Directions ▸ The answer must consist of every line below that contains the word "category".

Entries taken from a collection
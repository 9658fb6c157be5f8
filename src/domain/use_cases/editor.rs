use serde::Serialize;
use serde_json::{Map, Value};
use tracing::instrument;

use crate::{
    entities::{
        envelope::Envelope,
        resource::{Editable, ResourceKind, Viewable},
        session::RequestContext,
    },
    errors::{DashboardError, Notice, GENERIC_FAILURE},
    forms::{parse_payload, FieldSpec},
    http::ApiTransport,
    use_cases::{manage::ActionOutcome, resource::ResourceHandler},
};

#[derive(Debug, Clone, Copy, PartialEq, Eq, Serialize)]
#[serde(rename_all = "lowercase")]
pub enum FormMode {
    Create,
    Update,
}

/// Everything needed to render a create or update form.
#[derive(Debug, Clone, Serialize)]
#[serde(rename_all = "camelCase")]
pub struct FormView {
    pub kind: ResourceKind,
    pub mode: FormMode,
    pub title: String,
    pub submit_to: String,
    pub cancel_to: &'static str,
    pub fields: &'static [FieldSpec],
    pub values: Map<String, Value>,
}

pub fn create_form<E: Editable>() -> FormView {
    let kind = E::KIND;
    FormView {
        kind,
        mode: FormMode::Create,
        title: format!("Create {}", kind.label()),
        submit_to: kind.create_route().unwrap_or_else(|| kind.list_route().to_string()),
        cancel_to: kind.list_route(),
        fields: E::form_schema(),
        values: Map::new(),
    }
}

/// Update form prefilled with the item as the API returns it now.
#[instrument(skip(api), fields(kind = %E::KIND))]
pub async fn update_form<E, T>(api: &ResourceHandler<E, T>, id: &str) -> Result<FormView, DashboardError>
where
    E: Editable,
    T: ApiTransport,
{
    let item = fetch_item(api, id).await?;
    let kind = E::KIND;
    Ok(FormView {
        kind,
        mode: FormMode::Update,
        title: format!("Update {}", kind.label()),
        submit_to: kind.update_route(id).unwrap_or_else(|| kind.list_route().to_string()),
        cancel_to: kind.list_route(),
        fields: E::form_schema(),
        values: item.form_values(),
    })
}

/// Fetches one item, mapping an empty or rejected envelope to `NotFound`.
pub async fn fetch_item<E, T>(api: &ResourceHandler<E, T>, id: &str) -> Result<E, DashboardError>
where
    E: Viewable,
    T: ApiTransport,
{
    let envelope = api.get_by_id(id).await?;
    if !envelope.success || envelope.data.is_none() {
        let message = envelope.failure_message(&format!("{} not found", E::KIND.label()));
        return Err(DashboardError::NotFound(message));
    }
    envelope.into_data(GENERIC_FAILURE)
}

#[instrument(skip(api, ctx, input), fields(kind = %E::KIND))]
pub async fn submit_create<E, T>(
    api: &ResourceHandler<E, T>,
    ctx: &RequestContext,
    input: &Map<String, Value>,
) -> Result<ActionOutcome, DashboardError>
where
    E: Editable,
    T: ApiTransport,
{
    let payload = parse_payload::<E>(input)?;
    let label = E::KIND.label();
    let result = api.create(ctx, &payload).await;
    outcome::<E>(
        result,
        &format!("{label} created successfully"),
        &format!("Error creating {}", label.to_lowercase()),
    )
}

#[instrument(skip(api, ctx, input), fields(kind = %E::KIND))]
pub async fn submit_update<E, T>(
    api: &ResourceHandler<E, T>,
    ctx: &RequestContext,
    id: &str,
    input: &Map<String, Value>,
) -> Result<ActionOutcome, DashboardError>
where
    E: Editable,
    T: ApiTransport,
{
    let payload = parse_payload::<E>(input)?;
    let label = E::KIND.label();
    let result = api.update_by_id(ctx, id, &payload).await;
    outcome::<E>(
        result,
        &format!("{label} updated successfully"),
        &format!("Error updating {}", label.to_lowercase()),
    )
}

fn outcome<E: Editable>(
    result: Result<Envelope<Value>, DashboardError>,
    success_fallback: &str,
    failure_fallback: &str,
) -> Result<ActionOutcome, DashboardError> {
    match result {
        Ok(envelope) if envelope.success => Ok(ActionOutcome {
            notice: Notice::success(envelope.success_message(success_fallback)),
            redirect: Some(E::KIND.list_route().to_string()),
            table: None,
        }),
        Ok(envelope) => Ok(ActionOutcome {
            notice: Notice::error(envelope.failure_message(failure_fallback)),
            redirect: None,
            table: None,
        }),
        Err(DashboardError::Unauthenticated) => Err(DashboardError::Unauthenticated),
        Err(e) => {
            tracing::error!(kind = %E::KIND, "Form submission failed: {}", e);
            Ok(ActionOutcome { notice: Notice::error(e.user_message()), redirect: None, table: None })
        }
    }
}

* * *

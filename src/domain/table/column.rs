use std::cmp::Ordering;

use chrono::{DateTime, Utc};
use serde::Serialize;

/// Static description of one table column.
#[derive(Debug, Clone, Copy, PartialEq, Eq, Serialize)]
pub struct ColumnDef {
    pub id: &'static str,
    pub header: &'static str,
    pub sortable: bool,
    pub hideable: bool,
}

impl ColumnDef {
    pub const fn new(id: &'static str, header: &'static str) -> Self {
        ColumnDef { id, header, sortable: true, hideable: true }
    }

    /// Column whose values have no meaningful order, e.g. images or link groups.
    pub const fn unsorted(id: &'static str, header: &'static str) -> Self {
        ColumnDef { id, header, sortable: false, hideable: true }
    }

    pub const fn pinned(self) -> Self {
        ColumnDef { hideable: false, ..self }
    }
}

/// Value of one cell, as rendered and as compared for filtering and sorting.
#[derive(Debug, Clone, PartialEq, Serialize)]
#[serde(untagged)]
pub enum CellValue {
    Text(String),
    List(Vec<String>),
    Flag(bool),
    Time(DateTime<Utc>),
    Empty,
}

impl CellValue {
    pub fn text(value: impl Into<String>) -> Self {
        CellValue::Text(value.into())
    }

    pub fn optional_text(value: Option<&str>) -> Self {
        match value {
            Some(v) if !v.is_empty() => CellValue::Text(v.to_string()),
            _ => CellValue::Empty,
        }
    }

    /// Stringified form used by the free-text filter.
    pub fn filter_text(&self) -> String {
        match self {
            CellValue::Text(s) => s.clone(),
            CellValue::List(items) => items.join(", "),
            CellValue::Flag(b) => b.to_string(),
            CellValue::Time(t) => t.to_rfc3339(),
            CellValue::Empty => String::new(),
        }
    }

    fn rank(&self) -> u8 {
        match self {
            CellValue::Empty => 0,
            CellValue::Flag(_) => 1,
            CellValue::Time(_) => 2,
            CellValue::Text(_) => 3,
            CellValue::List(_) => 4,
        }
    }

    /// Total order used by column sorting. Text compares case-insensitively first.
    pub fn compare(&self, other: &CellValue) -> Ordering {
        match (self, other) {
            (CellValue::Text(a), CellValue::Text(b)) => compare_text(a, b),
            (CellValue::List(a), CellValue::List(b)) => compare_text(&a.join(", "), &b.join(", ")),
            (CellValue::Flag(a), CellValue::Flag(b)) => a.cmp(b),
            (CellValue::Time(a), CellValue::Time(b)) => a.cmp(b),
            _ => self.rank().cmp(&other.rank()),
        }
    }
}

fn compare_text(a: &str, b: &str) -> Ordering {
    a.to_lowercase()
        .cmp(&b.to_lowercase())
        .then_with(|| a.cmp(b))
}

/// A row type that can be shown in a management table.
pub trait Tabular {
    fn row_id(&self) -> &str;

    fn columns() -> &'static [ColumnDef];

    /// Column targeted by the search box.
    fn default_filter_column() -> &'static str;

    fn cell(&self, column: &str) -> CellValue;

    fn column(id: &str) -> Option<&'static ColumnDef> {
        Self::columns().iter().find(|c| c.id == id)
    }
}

---

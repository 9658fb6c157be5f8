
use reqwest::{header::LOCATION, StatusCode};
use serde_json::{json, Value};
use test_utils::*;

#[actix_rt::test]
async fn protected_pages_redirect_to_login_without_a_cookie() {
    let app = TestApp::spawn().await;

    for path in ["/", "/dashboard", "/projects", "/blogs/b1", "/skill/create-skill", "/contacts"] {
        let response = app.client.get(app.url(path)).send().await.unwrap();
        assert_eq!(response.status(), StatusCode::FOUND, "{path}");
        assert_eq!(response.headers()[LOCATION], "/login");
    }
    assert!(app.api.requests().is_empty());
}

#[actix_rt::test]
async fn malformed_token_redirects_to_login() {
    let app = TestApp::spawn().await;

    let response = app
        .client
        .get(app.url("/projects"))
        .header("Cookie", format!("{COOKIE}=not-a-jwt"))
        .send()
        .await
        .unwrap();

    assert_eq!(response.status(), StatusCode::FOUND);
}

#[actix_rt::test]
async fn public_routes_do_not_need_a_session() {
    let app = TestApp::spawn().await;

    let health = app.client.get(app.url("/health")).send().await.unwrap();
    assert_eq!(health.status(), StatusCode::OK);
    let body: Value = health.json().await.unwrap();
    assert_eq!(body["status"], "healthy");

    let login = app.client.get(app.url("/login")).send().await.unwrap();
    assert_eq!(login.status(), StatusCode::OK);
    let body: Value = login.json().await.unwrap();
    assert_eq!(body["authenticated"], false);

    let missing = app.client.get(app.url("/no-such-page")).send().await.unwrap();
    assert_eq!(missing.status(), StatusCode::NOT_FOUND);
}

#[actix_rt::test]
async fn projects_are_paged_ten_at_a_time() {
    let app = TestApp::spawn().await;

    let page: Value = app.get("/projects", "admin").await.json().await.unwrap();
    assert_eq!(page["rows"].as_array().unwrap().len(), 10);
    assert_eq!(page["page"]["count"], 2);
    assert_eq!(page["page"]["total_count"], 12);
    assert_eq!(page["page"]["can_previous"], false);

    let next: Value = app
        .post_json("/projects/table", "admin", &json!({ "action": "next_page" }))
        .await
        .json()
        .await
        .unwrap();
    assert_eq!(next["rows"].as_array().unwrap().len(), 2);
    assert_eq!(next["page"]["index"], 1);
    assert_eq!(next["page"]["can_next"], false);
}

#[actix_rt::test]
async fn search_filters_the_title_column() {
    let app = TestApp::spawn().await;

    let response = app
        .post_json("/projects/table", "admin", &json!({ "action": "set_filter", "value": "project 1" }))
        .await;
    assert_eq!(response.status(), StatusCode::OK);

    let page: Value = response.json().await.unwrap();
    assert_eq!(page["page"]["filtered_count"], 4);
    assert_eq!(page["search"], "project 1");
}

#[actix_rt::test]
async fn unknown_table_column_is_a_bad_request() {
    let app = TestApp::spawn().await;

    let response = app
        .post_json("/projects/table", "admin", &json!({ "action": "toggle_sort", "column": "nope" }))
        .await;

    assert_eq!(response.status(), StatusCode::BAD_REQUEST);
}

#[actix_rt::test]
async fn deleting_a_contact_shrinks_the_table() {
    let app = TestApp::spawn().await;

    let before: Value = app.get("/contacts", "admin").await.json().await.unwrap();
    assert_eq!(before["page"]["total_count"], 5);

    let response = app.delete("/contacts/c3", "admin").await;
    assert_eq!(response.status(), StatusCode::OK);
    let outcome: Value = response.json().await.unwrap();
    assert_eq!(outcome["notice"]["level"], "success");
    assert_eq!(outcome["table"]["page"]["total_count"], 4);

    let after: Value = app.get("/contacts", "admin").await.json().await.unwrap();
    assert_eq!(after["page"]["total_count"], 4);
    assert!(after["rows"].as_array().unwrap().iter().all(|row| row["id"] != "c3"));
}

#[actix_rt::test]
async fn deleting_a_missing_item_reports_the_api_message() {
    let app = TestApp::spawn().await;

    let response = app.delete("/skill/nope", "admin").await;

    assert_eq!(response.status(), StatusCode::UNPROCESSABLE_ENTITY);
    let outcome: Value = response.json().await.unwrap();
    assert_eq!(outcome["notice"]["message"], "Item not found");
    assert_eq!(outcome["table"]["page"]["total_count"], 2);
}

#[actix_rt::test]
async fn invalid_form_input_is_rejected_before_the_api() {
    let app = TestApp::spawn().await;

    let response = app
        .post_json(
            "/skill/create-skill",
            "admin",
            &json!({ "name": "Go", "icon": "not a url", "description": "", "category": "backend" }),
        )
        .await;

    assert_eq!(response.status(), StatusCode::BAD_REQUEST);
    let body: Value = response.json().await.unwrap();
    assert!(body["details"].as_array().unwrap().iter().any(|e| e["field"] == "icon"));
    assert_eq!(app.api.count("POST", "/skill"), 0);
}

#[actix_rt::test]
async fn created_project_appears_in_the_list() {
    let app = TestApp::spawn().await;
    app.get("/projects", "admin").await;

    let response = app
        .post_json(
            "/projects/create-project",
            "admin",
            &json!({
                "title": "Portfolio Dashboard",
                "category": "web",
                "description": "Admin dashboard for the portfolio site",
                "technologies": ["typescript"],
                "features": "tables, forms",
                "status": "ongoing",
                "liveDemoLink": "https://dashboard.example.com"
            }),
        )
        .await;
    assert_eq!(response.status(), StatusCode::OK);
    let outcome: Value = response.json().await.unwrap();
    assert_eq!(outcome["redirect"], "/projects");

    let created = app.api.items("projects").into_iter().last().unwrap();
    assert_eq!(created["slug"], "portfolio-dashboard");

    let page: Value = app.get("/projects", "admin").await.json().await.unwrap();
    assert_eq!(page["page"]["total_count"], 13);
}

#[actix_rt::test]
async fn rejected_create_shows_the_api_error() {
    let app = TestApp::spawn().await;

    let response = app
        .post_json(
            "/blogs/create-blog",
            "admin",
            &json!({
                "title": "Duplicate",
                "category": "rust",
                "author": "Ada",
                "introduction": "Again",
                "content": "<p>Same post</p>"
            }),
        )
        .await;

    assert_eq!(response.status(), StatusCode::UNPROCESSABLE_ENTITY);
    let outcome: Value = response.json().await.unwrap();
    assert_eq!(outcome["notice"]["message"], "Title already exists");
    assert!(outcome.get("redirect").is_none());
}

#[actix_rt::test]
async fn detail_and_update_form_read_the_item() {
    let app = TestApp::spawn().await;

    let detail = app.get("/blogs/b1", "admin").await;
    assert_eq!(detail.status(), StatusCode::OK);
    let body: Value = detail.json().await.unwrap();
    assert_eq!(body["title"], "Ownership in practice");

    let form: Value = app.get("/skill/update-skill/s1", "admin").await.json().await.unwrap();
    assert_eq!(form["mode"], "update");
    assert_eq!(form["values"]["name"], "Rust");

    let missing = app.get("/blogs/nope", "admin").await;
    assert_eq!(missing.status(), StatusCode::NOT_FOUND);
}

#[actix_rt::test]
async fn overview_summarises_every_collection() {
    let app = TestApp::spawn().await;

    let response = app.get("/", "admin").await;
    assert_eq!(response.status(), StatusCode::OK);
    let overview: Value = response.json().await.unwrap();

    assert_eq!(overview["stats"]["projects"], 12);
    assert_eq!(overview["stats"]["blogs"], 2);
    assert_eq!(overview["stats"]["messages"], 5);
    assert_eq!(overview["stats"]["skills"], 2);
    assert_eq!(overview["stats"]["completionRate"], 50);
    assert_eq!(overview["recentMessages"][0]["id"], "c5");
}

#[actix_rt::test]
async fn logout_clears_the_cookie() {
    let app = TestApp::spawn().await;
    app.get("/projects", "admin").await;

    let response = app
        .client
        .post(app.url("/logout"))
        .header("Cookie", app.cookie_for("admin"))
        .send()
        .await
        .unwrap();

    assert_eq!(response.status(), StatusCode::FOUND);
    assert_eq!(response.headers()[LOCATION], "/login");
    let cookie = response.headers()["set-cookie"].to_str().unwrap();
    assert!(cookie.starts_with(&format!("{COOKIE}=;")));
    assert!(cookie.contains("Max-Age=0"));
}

Result below ▸
            &json!({ "name": "Go", "icon": "not a url", "description": "", "category": "backend" }),
                "category": "web",
                "category": "rust",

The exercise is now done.